BRIEF ▸
Below are some records. Return exactly the lines from the one with "2000, FERTILITY_RATE), Some(2.5));" to the one with "assert!(t.indicator_columns().is_empty());", and nothing else.

ENTRIES PROVIDED ▸
=======
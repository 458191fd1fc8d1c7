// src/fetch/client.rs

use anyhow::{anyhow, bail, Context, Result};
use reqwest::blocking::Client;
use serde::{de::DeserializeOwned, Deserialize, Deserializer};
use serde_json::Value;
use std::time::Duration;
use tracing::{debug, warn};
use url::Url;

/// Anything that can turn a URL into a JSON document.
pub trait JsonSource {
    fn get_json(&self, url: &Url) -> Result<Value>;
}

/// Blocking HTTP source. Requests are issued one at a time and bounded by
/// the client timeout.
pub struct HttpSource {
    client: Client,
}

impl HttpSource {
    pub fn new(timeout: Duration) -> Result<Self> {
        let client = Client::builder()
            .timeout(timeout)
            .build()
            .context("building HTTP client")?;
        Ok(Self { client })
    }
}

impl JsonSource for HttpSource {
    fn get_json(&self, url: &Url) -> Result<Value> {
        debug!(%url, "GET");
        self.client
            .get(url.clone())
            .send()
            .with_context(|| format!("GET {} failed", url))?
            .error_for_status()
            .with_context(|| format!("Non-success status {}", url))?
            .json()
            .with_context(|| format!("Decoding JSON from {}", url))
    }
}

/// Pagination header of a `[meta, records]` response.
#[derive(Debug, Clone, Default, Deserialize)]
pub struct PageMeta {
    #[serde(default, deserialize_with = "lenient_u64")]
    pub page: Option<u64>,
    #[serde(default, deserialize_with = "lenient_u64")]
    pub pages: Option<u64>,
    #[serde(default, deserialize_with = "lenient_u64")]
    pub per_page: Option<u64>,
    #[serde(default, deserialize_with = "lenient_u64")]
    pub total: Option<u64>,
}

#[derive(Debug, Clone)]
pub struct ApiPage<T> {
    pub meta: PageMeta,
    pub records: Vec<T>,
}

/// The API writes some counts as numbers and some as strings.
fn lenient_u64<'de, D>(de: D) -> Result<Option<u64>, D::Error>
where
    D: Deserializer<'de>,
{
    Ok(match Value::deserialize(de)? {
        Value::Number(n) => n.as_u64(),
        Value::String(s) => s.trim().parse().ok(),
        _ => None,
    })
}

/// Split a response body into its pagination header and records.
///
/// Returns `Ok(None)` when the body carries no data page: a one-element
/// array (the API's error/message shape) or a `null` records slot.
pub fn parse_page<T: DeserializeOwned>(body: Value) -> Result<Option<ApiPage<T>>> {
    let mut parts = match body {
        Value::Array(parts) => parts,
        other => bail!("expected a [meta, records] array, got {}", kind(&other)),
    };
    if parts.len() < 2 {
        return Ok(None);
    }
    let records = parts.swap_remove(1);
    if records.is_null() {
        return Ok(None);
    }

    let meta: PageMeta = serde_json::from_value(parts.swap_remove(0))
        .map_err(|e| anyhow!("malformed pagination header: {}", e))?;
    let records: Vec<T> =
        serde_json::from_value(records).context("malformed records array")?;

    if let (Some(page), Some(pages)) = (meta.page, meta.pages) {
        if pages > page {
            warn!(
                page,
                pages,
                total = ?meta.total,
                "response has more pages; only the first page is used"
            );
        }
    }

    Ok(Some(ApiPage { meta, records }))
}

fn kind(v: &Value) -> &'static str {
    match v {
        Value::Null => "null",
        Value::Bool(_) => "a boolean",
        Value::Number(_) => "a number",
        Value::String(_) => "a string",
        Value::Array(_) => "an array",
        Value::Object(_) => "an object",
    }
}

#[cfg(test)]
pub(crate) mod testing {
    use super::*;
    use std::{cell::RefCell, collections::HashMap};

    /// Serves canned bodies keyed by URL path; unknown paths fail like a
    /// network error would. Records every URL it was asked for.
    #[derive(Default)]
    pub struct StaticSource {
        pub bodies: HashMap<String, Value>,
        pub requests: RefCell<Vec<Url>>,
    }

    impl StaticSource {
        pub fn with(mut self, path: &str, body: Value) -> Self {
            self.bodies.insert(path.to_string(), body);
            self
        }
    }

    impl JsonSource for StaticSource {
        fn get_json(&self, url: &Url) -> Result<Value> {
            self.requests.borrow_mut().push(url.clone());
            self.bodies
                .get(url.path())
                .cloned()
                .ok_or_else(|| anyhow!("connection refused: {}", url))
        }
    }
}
=======
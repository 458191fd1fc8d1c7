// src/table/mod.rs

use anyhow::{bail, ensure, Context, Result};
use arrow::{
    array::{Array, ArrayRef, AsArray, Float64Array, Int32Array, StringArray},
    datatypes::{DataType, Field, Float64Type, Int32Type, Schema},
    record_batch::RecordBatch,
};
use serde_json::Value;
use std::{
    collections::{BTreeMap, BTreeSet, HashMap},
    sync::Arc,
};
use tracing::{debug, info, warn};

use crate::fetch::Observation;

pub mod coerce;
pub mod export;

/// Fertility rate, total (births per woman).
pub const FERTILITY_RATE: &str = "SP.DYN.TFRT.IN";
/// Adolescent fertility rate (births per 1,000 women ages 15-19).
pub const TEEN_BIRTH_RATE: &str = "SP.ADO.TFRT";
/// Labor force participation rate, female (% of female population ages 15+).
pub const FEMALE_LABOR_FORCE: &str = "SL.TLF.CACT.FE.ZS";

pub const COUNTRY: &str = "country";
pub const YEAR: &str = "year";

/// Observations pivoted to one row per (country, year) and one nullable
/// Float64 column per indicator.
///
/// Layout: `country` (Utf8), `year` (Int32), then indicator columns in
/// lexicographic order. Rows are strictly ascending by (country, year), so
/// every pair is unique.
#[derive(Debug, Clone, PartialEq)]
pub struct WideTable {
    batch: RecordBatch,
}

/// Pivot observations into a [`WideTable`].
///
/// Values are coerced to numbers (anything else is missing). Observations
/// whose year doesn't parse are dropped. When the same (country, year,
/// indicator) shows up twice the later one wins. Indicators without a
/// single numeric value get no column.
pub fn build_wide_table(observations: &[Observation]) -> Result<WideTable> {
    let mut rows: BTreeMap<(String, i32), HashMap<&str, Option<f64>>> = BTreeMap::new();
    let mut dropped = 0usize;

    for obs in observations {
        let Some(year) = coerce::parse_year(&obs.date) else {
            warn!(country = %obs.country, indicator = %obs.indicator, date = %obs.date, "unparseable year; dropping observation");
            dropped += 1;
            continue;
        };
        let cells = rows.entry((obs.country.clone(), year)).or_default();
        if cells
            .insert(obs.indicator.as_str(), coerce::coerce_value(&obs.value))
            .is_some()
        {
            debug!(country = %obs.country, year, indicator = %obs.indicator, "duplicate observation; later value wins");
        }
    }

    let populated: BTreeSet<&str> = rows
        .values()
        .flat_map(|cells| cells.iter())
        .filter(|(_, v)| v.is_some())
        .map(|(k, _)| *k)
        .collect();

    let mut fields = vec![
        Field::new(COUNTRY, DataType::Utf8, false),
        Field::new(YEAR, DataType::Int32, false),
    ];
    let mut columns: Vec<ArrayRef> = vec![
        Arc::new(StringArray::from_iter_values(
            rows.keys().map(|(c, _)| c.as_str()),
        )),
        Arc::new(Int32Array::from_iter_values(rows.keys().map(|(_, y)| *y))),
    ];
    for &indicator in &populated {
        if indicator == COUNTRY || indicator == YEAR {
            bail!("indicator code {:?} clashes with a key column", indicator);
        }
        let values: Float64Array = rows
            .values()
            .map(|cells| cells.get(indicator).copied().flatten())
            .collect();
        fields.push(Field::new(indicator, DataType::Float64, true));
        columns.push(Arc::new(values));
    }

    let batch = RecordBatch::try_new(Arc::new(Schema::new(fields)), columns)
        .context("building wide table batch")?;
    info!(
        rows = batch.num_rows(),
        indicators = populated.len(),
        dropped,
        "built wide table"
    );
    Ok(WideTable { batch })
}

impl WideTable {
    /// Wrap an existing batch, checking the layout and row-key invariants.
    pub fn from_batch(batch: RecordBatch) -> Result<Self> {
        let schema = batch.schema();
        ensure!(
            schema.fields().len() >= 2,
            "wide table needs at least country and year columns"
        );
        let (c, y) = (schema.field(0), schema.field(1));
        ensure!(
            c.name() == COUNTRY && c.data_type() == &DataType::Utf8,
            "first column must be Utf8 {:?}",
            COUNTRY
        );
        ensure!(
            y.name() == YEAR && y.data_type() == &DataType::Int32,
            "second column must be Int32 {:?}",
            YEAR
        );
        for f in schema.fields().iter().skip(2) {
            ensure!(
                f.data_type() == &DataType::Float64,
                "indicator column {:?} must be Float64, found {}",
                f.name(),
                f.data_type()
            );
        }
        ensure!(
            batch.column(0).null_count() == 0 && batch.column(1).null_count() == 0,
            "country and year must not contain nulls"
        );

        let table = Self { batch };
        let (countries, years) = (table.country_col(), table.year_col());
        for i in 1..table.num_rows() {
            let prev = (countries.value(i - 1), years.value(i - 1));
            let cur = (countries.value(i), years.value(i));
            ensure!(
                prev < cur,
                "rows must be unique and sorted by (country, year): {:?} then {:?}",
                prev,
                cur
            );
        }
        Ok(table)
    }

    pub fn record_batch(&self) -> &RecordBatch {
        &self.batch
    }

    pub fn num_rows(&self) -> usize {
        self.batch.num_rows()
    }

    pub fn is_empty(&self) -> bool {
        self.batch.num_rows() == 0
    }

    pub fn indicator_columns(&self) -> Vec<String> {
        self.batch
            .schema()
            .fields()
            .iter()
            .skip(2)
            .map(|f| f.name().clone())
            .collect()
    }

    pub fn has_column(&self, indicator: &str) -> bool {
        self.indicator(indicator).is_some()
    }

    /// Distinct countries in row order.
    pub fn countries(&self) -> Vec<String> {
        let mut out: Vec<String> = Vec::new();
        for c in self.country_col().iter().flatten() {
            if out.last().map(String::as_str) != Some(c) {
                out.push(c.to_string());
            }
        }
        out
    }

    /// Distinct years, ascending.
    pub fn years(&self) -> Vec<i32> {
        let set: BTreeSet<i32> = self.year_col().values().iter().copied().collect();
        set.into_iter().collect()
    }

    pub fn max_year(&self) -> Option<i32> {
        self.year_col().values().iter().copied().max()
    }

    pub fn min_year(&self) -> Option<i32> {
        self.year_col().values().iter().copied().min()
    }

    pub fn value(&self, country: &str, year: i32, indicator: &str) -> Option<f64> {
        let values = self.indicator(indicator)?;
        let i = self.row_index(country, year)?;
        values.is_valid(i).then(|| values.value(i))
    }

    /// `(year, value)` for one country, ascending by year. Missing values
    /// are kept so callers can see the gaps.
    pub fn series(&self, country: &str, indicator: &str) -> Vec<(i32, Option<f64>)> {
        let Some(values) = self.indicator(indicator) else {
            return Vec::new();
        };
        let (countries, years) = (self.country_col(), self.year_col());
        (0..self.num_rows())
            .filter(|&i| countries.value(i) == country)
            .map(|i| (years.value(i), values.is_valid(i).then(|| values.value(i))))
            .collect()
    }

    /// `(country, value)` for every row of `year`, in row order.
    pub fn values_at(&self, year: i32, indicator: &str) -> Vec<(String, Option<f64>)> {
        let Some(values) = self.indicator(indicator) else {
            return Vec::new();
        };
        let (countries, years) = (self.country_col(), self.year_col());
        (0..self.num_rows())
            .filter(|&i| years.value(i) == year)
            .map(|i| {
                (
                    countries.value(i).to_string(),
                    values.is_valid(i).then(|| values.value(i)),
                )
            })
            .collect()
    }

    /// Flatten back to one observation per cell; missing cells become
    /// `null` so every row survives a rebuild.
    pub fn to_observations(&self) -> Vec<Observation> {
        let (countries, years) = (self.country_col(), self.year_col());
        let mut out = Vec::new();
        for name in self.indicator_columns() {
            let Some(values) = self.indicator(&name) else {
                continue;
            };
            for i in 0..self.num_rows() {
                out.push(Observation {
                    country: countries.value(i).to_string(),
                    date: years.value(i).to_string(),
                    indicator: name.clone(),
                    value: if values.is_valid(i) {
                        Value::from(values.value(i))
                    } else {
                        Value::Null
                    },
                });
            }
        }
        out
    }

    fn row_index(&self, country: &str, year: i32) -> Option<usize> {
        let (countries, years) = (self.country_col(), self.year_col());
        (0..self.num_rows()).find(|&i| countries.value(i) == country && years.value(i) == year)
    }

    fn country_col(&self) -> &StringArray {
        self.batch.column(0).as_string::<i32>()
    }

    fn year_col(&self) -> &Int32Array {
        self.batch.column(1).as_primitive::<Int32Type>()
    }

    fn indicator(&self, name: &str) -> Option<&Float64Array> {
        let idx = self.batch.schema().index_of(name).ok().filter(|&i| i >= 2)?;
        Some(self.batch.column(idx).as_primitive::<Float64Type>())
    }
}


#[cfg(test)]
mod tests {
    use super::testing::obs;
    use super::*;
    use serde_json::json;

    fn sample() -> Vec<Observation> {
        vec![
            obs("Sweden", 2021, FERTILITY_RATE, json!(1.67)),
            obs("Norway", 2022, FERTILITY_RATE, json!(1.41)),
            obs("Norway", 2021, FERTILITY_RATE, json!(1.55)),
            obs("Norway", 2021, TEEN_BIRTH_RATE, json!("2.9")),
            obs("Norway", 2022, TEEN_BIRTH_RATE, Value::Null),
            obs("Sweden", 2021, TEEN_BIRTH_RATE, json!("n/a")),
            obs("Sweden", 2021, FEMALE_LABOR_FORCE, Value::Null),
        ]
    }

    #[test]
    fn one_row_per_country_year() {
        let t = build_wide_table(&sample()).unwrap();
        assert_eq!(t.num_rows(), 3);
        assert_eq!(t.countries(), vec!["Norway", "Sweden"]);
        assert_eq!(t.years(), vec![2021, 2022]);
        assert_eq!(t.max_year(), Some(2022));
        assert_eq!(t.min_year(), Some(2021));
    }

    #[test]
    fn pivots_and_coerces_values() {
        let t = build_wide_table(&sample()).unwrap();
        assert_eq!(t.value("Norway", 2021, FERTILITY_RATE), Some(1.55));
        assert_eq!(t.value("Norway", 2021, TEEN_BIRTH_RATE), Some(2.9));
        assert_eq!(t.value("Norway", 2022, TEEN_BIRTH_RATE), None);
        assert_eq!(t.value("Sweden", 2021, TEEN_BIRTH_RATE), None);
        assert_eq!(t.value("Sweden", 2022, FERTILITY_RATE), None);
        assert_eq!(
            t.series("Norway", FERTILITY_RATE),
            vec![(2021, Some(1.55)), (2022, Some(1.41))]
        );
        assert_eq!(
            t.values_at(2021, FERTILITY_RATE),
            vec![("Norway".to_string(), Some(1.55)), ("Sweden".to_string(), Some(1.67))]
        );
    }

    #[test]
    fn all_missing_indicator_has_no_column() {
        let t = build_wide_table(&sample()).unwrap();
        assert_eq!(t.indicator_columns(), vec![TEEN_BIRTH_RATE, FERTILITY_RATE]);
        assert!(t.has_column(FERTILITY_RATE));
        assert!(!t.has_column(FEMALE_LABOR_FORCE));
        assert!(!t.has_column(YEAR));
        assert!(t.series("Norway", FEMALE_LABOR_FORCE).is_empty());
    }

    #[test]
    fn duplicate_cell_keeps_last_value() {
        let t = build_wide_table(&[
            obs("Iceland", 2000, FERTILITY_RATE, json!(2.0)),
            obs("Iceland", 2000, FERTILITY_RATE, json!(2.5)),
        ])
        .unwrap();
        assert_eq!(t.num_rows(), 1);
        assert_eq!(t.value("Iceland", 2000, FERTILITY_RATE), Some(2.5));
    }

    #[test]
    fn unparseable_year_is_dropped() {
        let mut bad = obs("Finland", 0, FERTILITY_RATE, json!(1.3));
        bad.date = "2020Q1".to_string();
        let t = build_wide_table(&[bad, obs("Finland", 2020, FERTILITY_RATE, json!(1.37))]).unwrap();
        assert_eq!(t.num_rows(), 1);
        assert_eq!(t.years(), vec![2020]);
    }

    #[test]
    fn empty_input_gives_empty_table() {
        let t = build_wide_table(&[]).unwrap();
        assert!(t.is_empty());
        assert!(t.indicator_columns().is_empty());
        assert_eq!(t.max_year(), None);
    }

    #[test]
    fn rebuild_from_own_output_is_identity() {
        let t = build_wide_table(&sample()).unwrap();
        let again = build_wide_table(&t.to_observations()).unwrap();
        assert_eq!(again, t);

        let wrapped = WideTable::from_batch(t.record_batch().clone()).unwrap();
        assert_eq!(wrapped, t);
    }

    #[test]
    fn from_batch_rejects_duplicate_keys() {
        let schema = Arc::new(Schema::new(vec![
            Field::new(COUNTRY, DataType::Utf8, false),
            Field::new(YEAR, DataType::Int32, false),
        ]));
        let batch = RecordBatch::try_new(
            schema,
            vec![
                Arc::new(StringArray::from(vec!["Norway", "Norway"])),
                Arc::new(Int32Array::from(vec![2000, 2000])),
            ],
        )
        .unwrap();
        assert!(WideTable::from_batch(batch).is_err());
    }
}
=======
TASK OUTPUT ▸
        assert_eq!(t.value("Iceland", 2000, FERTILITY_RATE), Some(2.5));
    }

    #[test]
    fn unparseable_year_is_dropped() {
        let mut bad = obs("Finland", 0, FERTILITY_RATE, json!(1.3));
        bad.date = "2020Q1".to_string();
        let t = build_wide_table(&[bad, obs("Finland", 2020, FERTILITY_RATE, json!(1.37))]).unwrap();
        assert_eq!(t.num_rows(), 1);
        assert_eq!(t.years(), vec![2020]);
    }

    #[test]
    fn empty_input_gives_empty_table() {
        let t = build_wide_table(&[]).unwrap();
        assert!(t.is_empty());
        assert!(t.indicator_columns().is_empty());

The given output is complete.